* [INSTRUCTIONS TO FOLLOW]
Gather every line below where "break" appears.

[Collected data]
'''
//! CDS leg valuation: protection leg, premium leg, and clean/dirty pricing.
//!
//! All present values are computed by integrating the closed-form
//! log-linear protection/accrual integrals over the union of the discount
//! curve's and credit curve's pillar knots, exactly as the piecewise-flat
//! forward-rate / piecewise-flat hazard-rate curve pair implies.

use cds_core::daycounts::DayCount;
use cds_core::schedule::Schedule;
use cds_core::types::Date;
use cds_curves::curves::{DiscountCurve, DiscreteCurve};
use cds_curves::traits::Curve;
use cds_curves::wrappers::CreditCurve;

use crate::error::{CreditError, CreditResult};

/// The result of pricing one side (protection buyer's view) of a CDS.
#[derive(Debug, Clone, Copy)]
pub struct CdsPriceResult {
    /// PV of the protection leg, per unit notional.
    pub protection_pv: f64,
    /// PV of the premium leg (scheduled coupons plus, if enabled, accrued
    /// on default), per unit notional.
    pub premium_pv: f64,
    /// `protection_pv - premium_pv`, undiscounted back to the current
    /// accrual period (i.e. excludes accrued coupon owed at settlement).
    pub dirty_price: f64,
    /// Accrued coupon from the current period's start to the step-in date.
    pub accrued: f64,
    /// `dirty_price + accrued`: the conventionally quoted CDS price.
    pub clean_price: f64,
    /// The break-even (zero-upfront) spread for this maturity and curve
    /// pair, independent of the contractual running coupon.
    pub par_spread: f64,
}

/// Builds the ascending, deduplicated union of both curves' pillar knots
/// that fall strictly inside `(lo, hi)`, plus the `lo`/`hi` boundaries
/// themselves.
fn union_knots(a_times: &[f64], b_times: &[f64], lo: f64, hi: f64) -> Vec<f64> {
    let mut knots: Vec<f64> = a_times
        .iter()
        .chain(b_times.iter())
        .copied()
        .filter(|&t| t > lo && t < hi)
        .collect();
    knots.push(lo);
    knots.push(hi);
    knots.sort_by(|x, y| x.partial_cmp(y).expect("knot times are never NaN"));
    knots.dedup_by(|a, b| (*a - *b).abs() < 1e-9);
    knots
}

/// PV of the protection leg: `(1-R) * integral of Z(u) dQ(u)` from
/// `max(step_in, today)` to `maturity`, discounted back to `settle`.
pub fn protection_leg_pv(
    settle: Date,
    step_in: Date,
    maturity: Date,
    discount_curve: &DiscountCurve,
    credit_curve: &CreditCurve<DiscreteCurve>,
) -> CreditResult<f64> {
    let recovery = credit_curve.recovery_rate();
    let today = discount_curve.reference_date();
    let start_date = step_in.max(today);
    if start_date >= maturity {
        return Ok(0.0);
    }

    let t_lo = discount_curve.year_fraction(start_date);
    let t_hi = discount_curve.year_fraction(maturity);
    let knots = union_knots(
        discount_curve.pillar_times(),
        credit_curve.inner().tenors(),
        t_lo,
        t_hi,
    );

    let mut pv = 0.0;
    for w in knots.windows(2) {
        let (a, b) = (w[0], w[1]);
        let tau = b - a;
        if tau <= 0.0 {
            continue;
        }

        let z_a = discount_curve.discount_factor(a)?;
        let z_b = discount_curve.discount_factor(b)?;
        let s_a = credit_curve.survival_probability_at_tenor(a)?;
        let s_b = credit_curve.survival_probability_at_tenor(b)?;
        if z_a <= 0.0 || s_a <= 0.0 {
            continue;
        }

        let r = -(z_b / z_a).ln() / tau;
        let h = -(s_b / s_a).ln() / tau;
        let k = r + h;

        let contribution = if k.abs() < 1e-12 {
            (1.0 - recovery) * s_a * z_a * h * tau
        } else {
            (1.0 - recovery) * s_a * z_a * (h / k) * (1.0 - (-k * tau).exp())
        };
        pv += contribution;
    }

    let z_settle = discount_curve.discount_factor_at(settle)?;
    Ok(pv / z_settle)
}

/// PV of the accrued-premium-on-default contribution of a single accrual
/// period, integrated over the part of the period on or after
/// `max(step_in, today)`.
///
/// Grounded on the standard semi-analytic accrual-on-default integral:
/// `coupon * integral[(u - accStart) * Z(u) * h(u) * S(u) du]` over each
/// log-linear sub-interval, evaluated in closed form.
fn accrued_on_default_pv(
    period_start: Date,
    period_end: Date,
    step_in: Date,
    discount_curve: &DiscountCurve,
    credit_curve: &CreditCurve<DiscreteCurve>,
) -> CreditResult<f64> {
    let today = discount_curve.reference_date();
    let domain_start = period_start.max(step_in).max(today);
    if domain_start >= period_end {
        return Ok(0.0);
    }

    let t_period_start = discount_curve.year_fraction(period_start);
    let t_lo = discount_curve.year_fraction(domain_start);
    let t_hi = discount_curve.year_fraction(period_end);
    let knots = union_knots(
        discount_curve.pillar_times(),
        credit_curve.inner().tenors(),
        t_lo,
        t_hi,
    );

    let mut pv = 0.0;
    for w in knots.windows(2) {
        let (a, b) = (w[0], w[1]);
        let tau = b - a;
        if tau <= 0.0 {
            continue;
        }

        let z_a = discount_curve.discount_factor(a)?;
        let z_b = discount_curve.discount_factor(b)?;
        let s_a = credit_curve.survival_probability_at_tenor(a)?;
        let s_b = credit_curve.survival_probability_at_tenor(b)?;
        if z_a <= 0.0 || s_a <= 0.0 {
            continue;
        }

        let r = -(z_b / z_a).ln() / tau;
        let h = -(s_b / s_a).ln() / tau;
        let k = r + h;
        let t0 = a - t_period_start;

        let term = if k.abs() < 1e-12 {
            t0 * tau + tau * tau / 2.0
        } else {
            let one_minus = 1.0 - (-k * tau).exp();
            t0 * one_minus / k + (one_minus / k - tau * (-k * tau).exp()) / k
        };

        pv += h * s_a * z_a * term;
    }

    Ok(pv)
}

/// PV of the premium leg per unit running coupon (i.e. assuming a coupon
/// rate of 1.0), covering scheduled coupon payments after `step_in` and,
/// if `pay_acc_on_default`, the accrued-on-default contribution.
pub fn premium_leg_annuity(
    schedule: &Schedule,
    step_in: Date,
    settle: Date,
    discount_curve: &DiscountCurve,
    credit_curve: &CreditCurve<DiscreteCurve>,
    pay_acc_on_default: bool,
) -> CreditResult<f64> {
    let mut pv = 0.0;

    for period in schedule.periods() {
        if period.pay_date > step_in {
            let z_p = discount_curve.discount_factor_at(period.pay_date)?;
            let s_e = credit_curve.survival_probability(period.accrual_end)?;
            pv += period.year_fraction * s_e * z_p;
        }

        if pay_acc_on_default {
            pv += accrued_on_default_pv(
                period.accrual_start,
                period.accrual_end,
                step_in,
                discount_curve,
                credit_curve,
            )?;
        }
    }

    let z_settle = discount_curve.discount_factor_at(settle)?;
    Ok(pv / z_settle)
}

/// The break-even running coupon: `protection PV / premium annuity`.
pub fn par_spread(
    settle: Date,
    step_in: Date,
    maturity: Date,
    schedule: &Schedule,
    discount_curve: &DiscountCurve,
    credit_curve: &CreditCurve<DiscreteCurve>,
    pay_acc_on_default: bool,
) -> CreditResult<f64> {
    let protection = protection_leg_pv(settle, step_in, maturity, discount_curve, credit_curve)?;
    let annuity =
        premium_leg_annuity(schedule, step_in, settle, discount_curve, credit_curve, pay_acc_on_default)?;

    if annuity.abs() < 1e-14 {
        return Err(CreditError::InvalidPricingDates {
            message: "premium leg annuity is zero; cannot imply a par spread".to_string(),
        });
    }

    Ok(protection / annuity)
}

/// Prices a CDS at a given contractual running coupon, returning both legs
/// and the conventional clean/dirty price split.
pub fn price_cds(
    coupon: f64,
    settle: Date,
    step_in: Date,
    schedule: &Schedule,
    discount_curve: &DiscountCurve,
    credit_curve: &CreditCurve<DiscreteCurve>,
    payment_dcc: &dyn DayCount,
    pay_acc_on_default: bool,
) -> CreditResult<CdsPriceResult> {
    let maturity = schedule.maturity_date();
    let protection_pv =
        protection_leg_pv(settle, step_in, maturity, discount_curve, credit_curve)?;
    let annuity =
        premium_leg_annuity(schedule, step_in, settle, discount_curve, credit_curve, pay_acc_on_default)?;
    let premium_pv = coupon * annuity;
    let dirty_price = protection_pv - premium_pv;

    let current_period = schedule.period_containing(step_in).ok_or_else(|| {
        CreditError::InvalidPricingDates {
            message: format!("step-in date {step_in} falls outside the premium schedule"),
        }
    })?;
    let accrued_fraction =
        payment_dcc.year_fraction(current_period.accrual_start, step_in).max(0.0);
    let accrued = coupon * accrued_fraction;
    let clean_price = dirty_price + accrued;

    let par_spread = if annuity.abs() > 1e-14 {
        protection_pv / annuity
    } else {
        0.0
    };

    Ok(CdsPriceResult {
        protection_pv,
        premium_pv,
        dirty_price,
        accrued,
        clean_price,
        par_spread,
    })
}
'''
* [YOUR SOLUTION]
    /// The break-even (zero-upfront) spread for this maturity and curve
/// The break-even running coupon: `protection PV / premium annuity`.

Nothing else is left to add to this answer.